Moto semplice, tecnica semplice. La Mash 400 non si può certamente definire una moto tecnicamente “complicata”, tant’è che gli unici elementi governati elettronicamente nel suo motore sono l’accensione e l’iniezione: scelta, quest’ultima, comprensibilmente obbligatoria per motivi di omologazione, altrimenti un bel carburatore avrebbe sicuramente campeggiato dietro a quel cilindro raffreddato ad aria, con distribuzione monoalbero in testa a 4 valvole. Un motore di bell’aspetto, che molti certamente avranno già assimilato ad un’unità Honda dei vecchi tempi: infatti si tratta di un derivato del celebre XR400, un 397 cc effettivi – con alesaggio e corsa di 85x70 mm – che a suo tempo era accreditato di 35 cv a 7.500 giri, ma che sulla Mash, sempre per le restrizioni ecologiche di cui sopra, eroga invece 27 cv (19,5 kW) a 7.000 giri, con una coppia massima di 3,05 kgm (30 Nm) a 5.500 giri.

Il mono in questione ha un cambio a 5 marce, e dispone dell’avviamento elettrico, ma anche della classica pedivella del kick-starter, peraltro non così propriamente immediato da usare, a maggior ragione senza cavalletto centrale in appoggio.

La carta d'identità della MASH Five Hundred

Potenza massima 27 cv
Coppia massima 30 Nm
Peso a secco (rilevato) 156 Kg
Capienza serbatoio 13 L

La Mash è una moto classica, quindi si avvale di componenti ad hoc, per somigliare il più possibile ai modelli di cinquant'anni fa che oggi sembrano godere dell’interesse di molti. Il telaio quindi è in tubi tondi a culla chiusa, con davanti una forcella teleidraulica (non regolabile) con steli da 35 mm, protetti dagli immancabili soffietti in gomma, ed un freno a disco da 280 mm azionato idraulicamente.

Dietro invece abbiamo un forcellone pure in acciaio, con due ammortizzatori regolabili su 5 posizioni e un freno a tamburo da 160 mm. Le ruote sono rigorosamente a raggi, con cerchi in acciaio e pneumatici Kenda Cruiser da 100/90x19” davanti e 130/70x18" dietro.

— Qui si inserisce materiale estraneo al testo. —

//! # Donation Verifier
//!
//! **Proving donation claims against EVM chains and Solana clusters**
//!
//! This crate turns an untrusted [`DonationClaim`](donation_core::DonationClaim)
//! into a [`VerificationOutcome`](donation_core::VerificationOutcome) by asking
//! the chain itself, through public RPC endpoints. It never touches the ledger;
//! admission is the caller's decision.
//!
//! ## Features
//!
//! - **Multi-chain**: EVM chains by numeric id, Solana clusters by name
//! - **Exact**: recipient and amount must match the chain, integer for integer
//! - **Resilient**: RPC clients retry transport failures with backoff and jitter
//! - **Bounded**: every claim runs under a timeout and degrades to `pending`
//!
//! ## Quick Start
//!
//! ```rust,no_run
//! use donation_core::DonationClaim;
//! use donation_verifier::{VerificationRouter, VerifierConfig};
//!
//! #[tokio::main]
//! async fn main() -> Result<(), Box<dyn std::error::Error>> {
//!     let config = VerifierConfig::from_toml_str(r#"
//!         [[chains]]
//!         chain = "sepolia"
//!     "#)?;
//!     let router = VerificationRouter::from_config(&config)?;
//!
//!     let claim = DonationClaim::new(
//!         "11155111".parse()?,
//!         "0x1111111111111111111111111111111111111111111111111111111111111111",
//!         "0x742d35cc6634c0532925a3b844bc454e4438f44e",
//!         "10000000000000000",
//!         "stream-42",
//!     );
//!
//!     let outcome = router.submit_claim(&claim).await?;
//!     println!("Admissible: {}", outcome.is_admissible());
//!     Ok(())
//! }
//! ```

pub mod access;
pub mod config;
pub mod error;
pub mod evm;
pub mod router;
pub mod rpc;
pub mod solana;
pub mod verifier;

// Re-export main types for convenience
pub use access::{EvmChainAccess, EvmTransaction, SolanaChainAccess, SolanaCommitment};
pub use config::{get_chain, ChainEntry, ChainPreset, VerifierConfig, CHAINS};
pub use error::{Result, VerifyError};
pub use evm::EvmVerifier;
pub use router::VerificationRouter;
pub use rpc::{EvmRpcClient, SolanaRpcClient};
pub use solana::SolanaVerifier;
pub use verifier::{ChainVerifier, RecipientMatcher};
use serde::Deserialize;

use std::collections::HashMap;

use crate::usd::Usd;

/// Defines the JSON format for a price catalog entry.
///
/// Only `title` and `price` are read; any other fields in the document are
/// ignored. Either may be missing.
#[derive(Clone, Debug, Default, Deserialize, PartialEq)]
pub struct CatalogEntry {
    pub title: Option<String>,
    pub price: Option<Usd>,
}

impl CatalogEntry {
    /// Creates an entry with both a title and a price.
    #[must_use]
    pub fn new(title: &str, price: f64) -> Self {
        Self {
            title: Some(title.to_string()),
            price: Some(Usd::from(price)),
        }
    }
}

/// Looks up catalog entries by exact (case-sensitive) title.
///
/// When several entries share a title, the first one in the catalog is the
/// one that counts, even if it has no price and a later one does.
#[derive(Debug, Default)]
pub struct Catalog<'a> {
    by_title: HashMap<&'a str, &'a CatalogEntry>,
}

impl<'a> Catalog<'a> {
    /// Indexes `entries` by title. Entries without a title are skipped.
    #[must_use]
    pub fn new(entries: &'a [CatalogEntry]) -> Self {
        let mut by_title = HashMap::with_capacity(entries.len());
        for entry in entries {
            if let Some(title) = entry.title.as_deref() {
                by_title.entry(title).or_insert(entry);
            }
        }
        Self { by_title }
    }

    /// Returns the first catalog entry titled `name`, if any.
    #[must_use]
    pub fn get(&self, name: &str) -> Option<&'a CatalogEntry> {
        self.by_title.get(name).copied()
    }

    /// Returns the unit price of `name`.
    ///
    /// This is `None` if the product isn't in the catalog, or if its first
    /// entry has no price.
    #[must_use]
    pub fn price_of(&self, name: &str) -> Option<Usd> {
        self.get(name).and_then(|entry| entry.price)
    }

    /// Returns the number of distinct titles in the catalog.
    #[must_use]
    pub fn len(&self) -> usize {
        self.by_title.len()
    }

    #[must_use]
    pub fn is_empty(&self) -> bool {
        self.by_title.is_empty()
    }
}
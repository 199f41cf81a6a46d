use serde::de::DeserializeOwned;
use thiserror::Error;
use tracing::debug;

use std::{
    fs::File,
    io::{self, BufReader},
    path::{Path, PathBuf},
};

use crate::{catalog::CatalogEntry, sale::SaleRecord};

/// Failures reading an input document.
#[derive(Debug, Error)]
pub enum LoadError {
    #[error("Error: File '{}' not found.", .path.display())]
    NotFound { path: PathBuf },

    /// The file isn't valid JSON, or isn't a list of records.
    #[error("Error: File '{}' contains invalid JSON.", .path.display())]
    InvalidJson {
        path: PathBuf,
        #[source]
        source: serde_json::Error,
    },

    #[error("Error: File '{}' could not be read: {source}", .path.display())]
    Io {
        path: PathBuf,
        #[source]
        source: io::Error,
    },
}

/// Reads a price catalog from the JSON document at `path`.
///
/// # Errors
///
/// Returns [`LoadError`] if the file cannot be opened, or doesn't contain a
/// JSON list of catalog entries.
pub fn read_catalog(path: impl AsRef<Path>) -> Result<Vec<CatalogEntry>, LoadError> {
    read_list(path.as_ref())
}

/// Reads sales records from the JSON document at `path`.
///
/// # Errors
///
/// Returns [`LoadError`] if the file cannot be opened, or doesn't contain a
/// JSON list of sales records.
pub fn read_sales(path: impl AsRef<Path>) -> Result<Vec<SaleRecord>, LoadError> {
    read_list(path.as_ref())
}

fn read_list<T: DeserializeOwned>(path: &Path) -> Result<Vec<T>, LoadError> {
    let file = File::open(path).map_err(|source| match source.kind() {
        io::ErrorKind::NotFound => LoadError::NotFound {
            path: path.to_path_buf(),
        },
        _ => LoadError::Io {
            path: path.to_path_buf(),
            source,
        },
    })?;
    let records: Vec<T> =
        serde_json::from_reader(BufReader::new(file)).map_err(|source| {
            if source.is_io() {
                return LoadError::Io {
                    path: path.to_path_buf(),
                    source: source.into(),
                };
            }
            LoadError::InvalidJson {
                path: path.to_path_buf(),
                source,
            }
        })?;
    debug!(path = %path.display(), records = records.len(), "loaded document");
    Ok(records)
}
use tracing::{debug, info};

use crate::{catalog::Catalog, catalog::CatalogEntry, sale::SaleRecord, usd::Usd};

/// The outcome of matching a set of sales against a catalog.
#[derive(Debug, Default, PartialEq)]
pub struct Aggregation {
    /// Sum of price × quantity over every resolved sale.
    pub total: Usd,
    /// One message per unresolved sale, in the order the sales were given.
    pub errors: Vec<String>,
}

/// Computes the total cost of `sales` at the prices listed in `catalog`.
///
/// Each sale is matched to the first catalog entry whose title is exactly
/// its product name. If that entry has a price, `price × quantity` is added
/// to the total. Otherwise the sale is unresolved: it adds nothing to the
/// total, and an error message naming the product is recorded instead.
/// Unresolved sales never stop processing.
///
/// # Examples
///
/// ```
/// # use compute_sales::{compute_total_sales, CatalogEntry, SaleRecord};
/// let catalog = vec![
///     CatalogEntry::new("Widget", 2.50),
///     CatalogEntry::new("Gadget", 10.0),
/// ];
/// let sales = vec![SaleRecord::new("Widget", 4), SaleRecord::new("Gizmo", 1)];
/// let result = compute_total_sales(&catalog, &sales);
/// assert_eq!(result.total.to_string(), "10.00");
/// assert_eq!(
///     result.errors,
///     vec!["Error: Product 'Gizmo' not found in catalog."]
/// );
/// ```
#[must_use]
pub fn compute_total_sales(catalog: &[CatalogEntry], sales: &[SaleRecord]) -> Aggregation {
    let catalog = Catalog::new(catalog);
    let mut result = Aggregation::default();
    for sale in sales {
        let name = sale.product_name();
        let price = sale.product_title().and_then(|p| catalog.price_of(p));
        match price {
            Some(price) => result.total += price * sale.quantity,
            None => {
                info!(product = %name, "product not found in catalog");
                result.errors.push(not_found(&name));
            }
        }
    }
    debug!(
        sales = sales.len(),
        products = catalog.len(),
        unresolved = result.errors.len(),
        total = %result.total,
        "aggregated sales"
    );
    result
}

fn not_found(name: &str) -> String {
    format!("Error: Product '{name}' not found in catalog.")
}
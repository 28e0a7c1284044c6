//! Request and Response models for the cache server API
//!
//! This module defines the DTOs (Data Transfer Objects) used for
//! serializing/deserializing HTTP request and response bodies.

pub mod requests;
pub mod responses;

// Re-export commonly used types
pub use requests::{SetRequest, MAX_KEY_LENGTH};
pub use responses::{
    CleanupResponse, ClearResponse, DeleteResponse, GetResponse, HealthResponse, SetResponse,
    StatsResponse,
};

Gli altri numeri della Mash parlano di un serbatoio da 13 litri, con tappo a baionetta e serratura a chiave; di una sella con piano di seduta a 780 mm da terra, e di un peso dichiarato di 151 kg a secco. Il peso effettivo da noi rilevato tuttavia è di 166 kg col pieno di benzina, ovvero poco più di 156 kg col serbatoio vuoto.


A spasso con la Mash

La Five Hundred non è certo quella che si suol definire “una motona”, e di ciò saranno felici gli utenti meno corpulenti e i meno dotati in termini di statura, specie se in fase di apprendistato col manubrio tra le mani. L’avviamento elettrico è immediato, molto meno quello a pedale, come già detto. In sella comunque ci si sta bene e comodi, anche se l’imbottitura non gradirà molto i pesi massimi, che dopo un’oretta avranno probabilmente voglia di far sgranchire l’osso sacro, e, molto verosimilmente, anche quello dell’eventuale trasportato.

Niente di drammatico, tuttavia. Tutto è ben sotto controllo, la frizione è abbastanza morbida e stacca bene, il cambio è scorrevole, e la confidenza con la Mash è immediata. E non potrebbe essere che così su un mezzo ideale per la città, dove ci si muove che è una meraviglia, come per le gitarelle in collina. Anche se, tutto sommato, non è così fantascientifico pensare a qualche viaggetto di lungo corso, molto meglio se fuori dalle odiose e tediose autostrade: basta averne la voglia ed il tempo, e non avere fretta, e si va dappertutto. Anche col buio, visto che il potente faro anteriore alogeno vanta una rimarchevole efficacia.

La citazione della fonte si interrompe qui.